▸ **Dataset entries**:
_____

mod views;

use std::path::PathBuf;
use std::process::ExitCode;

use clap::{Parser, Subcommand};
use session::config::BASE_URL_VAR;
use session::{AuthApi, FileStorage, HttpAuthApi, SessionConfig, SessionStore, Storage};

use crate::views::View;

type Store = SessionStore<HttpAuthApi, FileStorage>;

#[derive(Debug, thiserror::Error)]
enum CliError {
    #[error(transparent)]
    Config(#[from] session::ConfigError),
    #[error("no token location; pass --token-file or set AUTHDASH_TOKEN_FILE")]
    NoTokenLocation,
    #[error("{0}")]
    Api(#[from] session::ApiError),
    #[error("{}", .0.user_message())]
    Session(#[from] session::SessionError),
    #[error("login accepted but the issued token could not be verified")]
    VerificationFailed,
    #[error("not signed in; run `dashboard login`")]
    NotSignedIn,
    #[error("invalid JSON payload: {0}")]
    InvalidJson(#[from] serde_json::Error),
}

#[derive(Parser, Debug)]
#[command(name = "dashboard", about = "Session shell for the dashboard authentication service")]
struct Cli {
    /// Base URL of the authentication service.
    #[arg(long, env = "AUTHDASH_API_URL")]
    api_url: Option<String>,

    /// File holding the persisted session token.
    #[arg(long, env = "AUTHDASH_TOKEN_FILE")]
    token_file: Option<PathBuf>,

    /// Log session activity to stderr.
    #[arg(long, short, default_value_t = false)]
    verbose: bool,

    #[command(subcommand)]
    command: Command,
}

#[derive(Subcommand, Debug)]
enum Command {
    /// Sign in and persist the issued token.
    Login {
        #[arg(long)]
        username: String,
        #[arg(long, env = "AUTHDASH_PASSWORD", hide_env_values = true)]
        password: String,
    },
    /// Create an account. Does not sign in.
    Register {
        #[arg(long)]
        username: String,
        #[arg(long)]
        email: String,
        #[arg(long, env = "AUTHDASH_PASSWORD", hide_env_values = true)]
        password: String,
    },
    /// Forget the persisted token.
    Logout,
    /// Print the signed-in user as JSON.
    Whoami,
    /// Show the dashboard, or the sign-in prompt when signed out.
    Dashboard,
    /// Check that the authentication service is up.
    Health,
}

#[tokio::main]
async fn main() -> ExitCode {
    dotenvy::dotenv().ok();
    let cli = Cli::parse();

    let level = if cli.verbose { tracing::Level::DEBUG } else { tracing::Level::WARN };
    tracing_subscriber::fmt()
        .with_max_level(level)
        .with_writer(std::io::stderr)
        .init();

    match run(cli).await {
        Ok(()) => ExitCode::SUCCESS,
        Err(e) => {
            eprintln!("error: {e}");
            ExitCode::FAILURE
        }
    }
}

async fn run(cli: Cli) -> Result<(), CliError> {
    let mut store = build_store(&cli)?;

    match cli.command {
        Command::Login { username, password } => run_login(&mut store, &username, &password).await,
        Command::Register { username, email, password } => {
            run_register(&store, &username, &email, &password).await
        }
        Command::Logout => {
            println!("{}", logout_view(&mut store));
            Ok(())
        }
        Command::Whoami => run_whoami(&mut store).await,
        Command::Dashboard => {
            run_dashboard(&mut store).await;
            Ok(())
        }
        Command::Health => run_health(&store).await,
    }
}

fn build_store(cli: &Cli) -> Result<Store, CliError> {
    let config = SessionConfig::from_lookup(|key| {
        if key == BASE_URL_VAR { cli.api_url.clone() } else { std::env::var(key).ok() }
    })?;
    let token_file = cli
        .token_file
        .clone()
        .or_else(default_token_file)
        .ok_or(CliError::NoTokenLocation)?;
    tracing::debug!(base_url = %config.base_url, token_file = %token_file.display(), "session configured");

    let api = HttpAuthApi::new(&config)?;
    Ok(SessionStore::new(api, FileStorage::new(token_file)))
}

fn default_token_file() -> Option<PathBuf> {
    directories::ProjectDirs::from("", "", "authdash").map(|dirs| dirs.data_dir().join("session.json"))
}

async fn run_login(store: &mut Store, username: &str, password: &str) -> Result<(), CliError> {
    let greeting = login_and_confirm(store, username, password).await?;
    println!("{greeting}");
    Ok(())
}

/// Sign in and require that the issued token verified.
async fn login_and_confirm<A: AuthApi, S: Storage>(
    store: &mut SessionStore<A, S>,
    username: &str,
    password: &str,
) -> Result<String, CliError> {
    store.login(username, password).await?;
    let session = store.session();
    let Some(user) = session.user.as_ref().filter(|_| session.is_authenticated) else {
        return Err(CliError::VerificationFailed);
    };
    Ok(format!("Signed in as {}.", user.username))
}

async fn run_register(store: &Store, username: &str, email: &str, password: &str) -> Result<(), CliError> {
    store.register(username, email, password).await?;
    println!("Registered {username}. Run `dashboard login` to sign in.");
    Ok(())
}

fn logout_view<A: AuthApi, S: Storage>(store: &mut SessionStore<A, S>) -> String {
    store.logout();
    View::Login.render()
}

async fn run_whoami(store: &mut Store) -> Result<(), CliError> {
    store.initialize().await;
    let session = store.session();
    let user = session.user.as_ref().filter(|_| session.is_authenticated).ok_or(CliError::NotSignedIn)?;
    print_json(&serde_json::to_value(user)?)
}

async fn run_dashboard(store: &mut Store) {
    store.initialize().await;
    let session = store.session();
    if let Some(view) = View::for_session(&session) {
        println!("{}", view.render());
    }
}

async fn run_health(store: &Store) -> Result<(), CliError> {
    let health = store.api().health().await?;
    println!("{}", health.status);
    Ok(())
}

fn print_json(value: &serde_json::Value) -> Result<(), CliError> {
    let rendered = serde_json::to_string_pretty(value)?;
    println!("{rendered}");
    Ok(())
}

#[cfg(test)]
#[path = "main_test.rs"]
mod tests;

_____

▸ **PROBLEM TO SOLVE**: Set down each entry from above once more, exactly as written.

▸ **RESPONSE AREA**:
mod views;

use std::path::PathBuf;
use std::process::ExitCode;

use clap::{Parser, Subcommand};
use session::config::BASE_URL_VAR;
use session::{AuthApi, FileStorage, HttpAuthApi, SessionConfig, SessionStore, Storage};

use crate::views::View;

type Store = SessionStore<HttpAuthApi, FileStorage>;

#[derive(Debug, thiserror::Error)]
enum CliError {
    #[error(transparent)]
    Config(#[from] session::ConfigError),
    #[error("no token location; pass --token-file or set AUTHDASH_TOKEN_FILE")]
    NoTokenLocation,
    #[error("{0}")]
    Api(#[from] session::ApiError),
    #[error("{}", .0.user_message())]
    Session(#[from] session::SessionError),
    #[error("login accepted but the issued token could not be verified")]
    VerificationFailed,
    #[error("not signed in; run `dashboard login`")]
    NotSignedIn,
    #[error("invalid JSON payload: {0}")]
    InvalidJson(#[from] serde_json::Error),
}

#[derive(Parser, Debug)]
#[command(name = "dashboard", about = "Session shell for the dashboard authentication service")]
struct Cli {
    /// Base URL of the authentication service.
    #[arg(long, env = "AUTHDASH_API_URL")]
    api_url: Option<String>,

    /// File holding the persisted session token.
    #[arg(long, env = "AUTHDASH_TOKEN_FILE")]
    token_file: Option<PathBuf>,

    /// Log session activity to stderr.
    #[arg(long, short, default_value_t = false)]
    verbose: bool,

    #[command(subcommand)]
    command: Command,
}

#[derive(Subcommand, Debug)]
enum Command {
    /// Sign in and persist the issued token.
    Login {
        #[arg(long)]
        username: String,
        #[arg(long, env = "AUTHDASH_PASSWORD", hide_env_values = true)]
        password: String,
    },
    /// Create an account. Does not sign in.
    Register {
        #[arg(long)]
        username: String,
        #[arg(long)]
        email: String,
        #[arg(long, env = "AUTHDASH_PASSWORD", hide_env_values = true)]
        password: String,
    },
    /// Forget the persisted token.
    Logout,
    /// Print the signed-in user as JSON.
    Whoami,
    /// Show the dashboard, or the sign-in prompt when signed out.
    Dashboard,
    /// Check that the authentication service is up.
    Health,
}

#[tokio::main]
async fn main() -> ExitCode {
    dotenvy::dotenv().ok();
    let cli = Cli::parse();

    let level = if cli.verbose { tracing::Level::DEBUG } else { tracing::Level::WARN };
    tracing_subscriber::fmt()
        .with_max_level(level)
        .with_writer(std::io::stderr)
        .init();

    match run(cli).await {
        Ok(()) => ExitCode::SUCCESS,
        Err(e) => {
            eprintln!("error: {e}");
            ExitCode::FAILURE
        }
    }
}

async fn run(cli: Cli) -> Result<(), CliError> {
    let mut store = build_store(&cli)?;

    match cli.command {
        Command::Login { username, password } => run_login(&mut store, &username, &password).await,
        Command::Register { username, email, password } => {
            run_register(&store, &username, &email, &password).await
        }
        Command::Logout => {
            println!("{}", logout_view(&mut store));
            Ok(())
        }
        Command::Whoami => run_whoami(&mut store).await,
        Command::Dashboard => {
            run_dashboard(&mut store).await;
            Ok(())
        }
        Command::Health => run_health(&store).await,
    }
}

fn build_store(cli: &Cli) -> Result<Store, CliError> {
    let config = SessionConfig::from_lookup(|key| {
        if key == BASE_URL_VAR { cli.api_url.clone() } else { std::env::var(key).ok() }
    })?;
    let token_file = cli
        .token_file
        .clone()
        .or_else(default_token_file)
        .ok_or(CliError::NoTokenLocation)?;
    tracing::debug!(base_url = %config.base_url, token_file = %token_file.display(), "session configured");

    let api = HttpAuthApi::new(&config)?;
    Ok(SessionStore::new(api, FileStorage::new(token_file)))
}

fn default_token_file() -> Option<PathBuf> {
    directories::ProjectDirs::from("", "", "authdash").map(|dirs| dirs.data_dir().join("session.json"))
}

async fn run_login(store: &mut Store, username: &str, password: &str) -> Result<(), CliError> {
    let greeting = login_and_confirm(store, username, password).await?;
    println!("{greeting}");
    Ok(())
}

/// Sign in and require that the issued token verified.
async fn login_and_confirm<A: AuthApi, S: Storage>(
    store: &mut SessionStore<A, S>,
    username: &str,
    password: &str,
) -> Result<String, CliError> {
    store.login(username, password).await?;
    let session = store.session();
    let Some(user) = session.user.as_ref().filter(|_| session.is_authenticated) else {
        return Err(CliError::VerificationFailed);
    };
    Ok(format!("Signed in as {}.", user.username))
}

async fn run_register(store: &Store, username: &str, email: &str, password: &str) -> Result<(), CliError> {
    store.register(username, email, password).await?;
    println!("Registered {username}. Run `dashboard login` to sign in.");
    Ok(())
}

fn logout_view<A: AuthApi, S: Storage>(store: &mut SessionStore<A, S>) -> String {
    store.logout();
    View::Login.render()
}

async fn run_whoami(store: &mut Store) -> Result<(), CliError> {
    store.initialize().await;
    let session = store.session();
    let user = session.user.as_ref().filter(|_| session.is_authenticated).ok_or(CliError::NotSignedIn)?;
    print_json(&serde_json::to_value(user)?)
}

async fn run_dashboard(store: &mut Store) {
    store.initialize().await;
    let session = store.session();
    if let Some(view) = View::for_session(&session) {
        println!("{}", view.render());
    }
}

async fn run_health(store: &Store) -> Result<(), CliError> {
    let health = store.api().health().await?;
    println!("{}", health.status);
    Ok(())
}

fn print_json(value: &serde_json::Value) -> Result<(), CliError> {
    let rendered = serde_json::to_string_pretty(value)?;
    println!("{rendered}");
    Ok(())
}

#[cfg(test)]
#[path = "main_test.rs"]
mod tests;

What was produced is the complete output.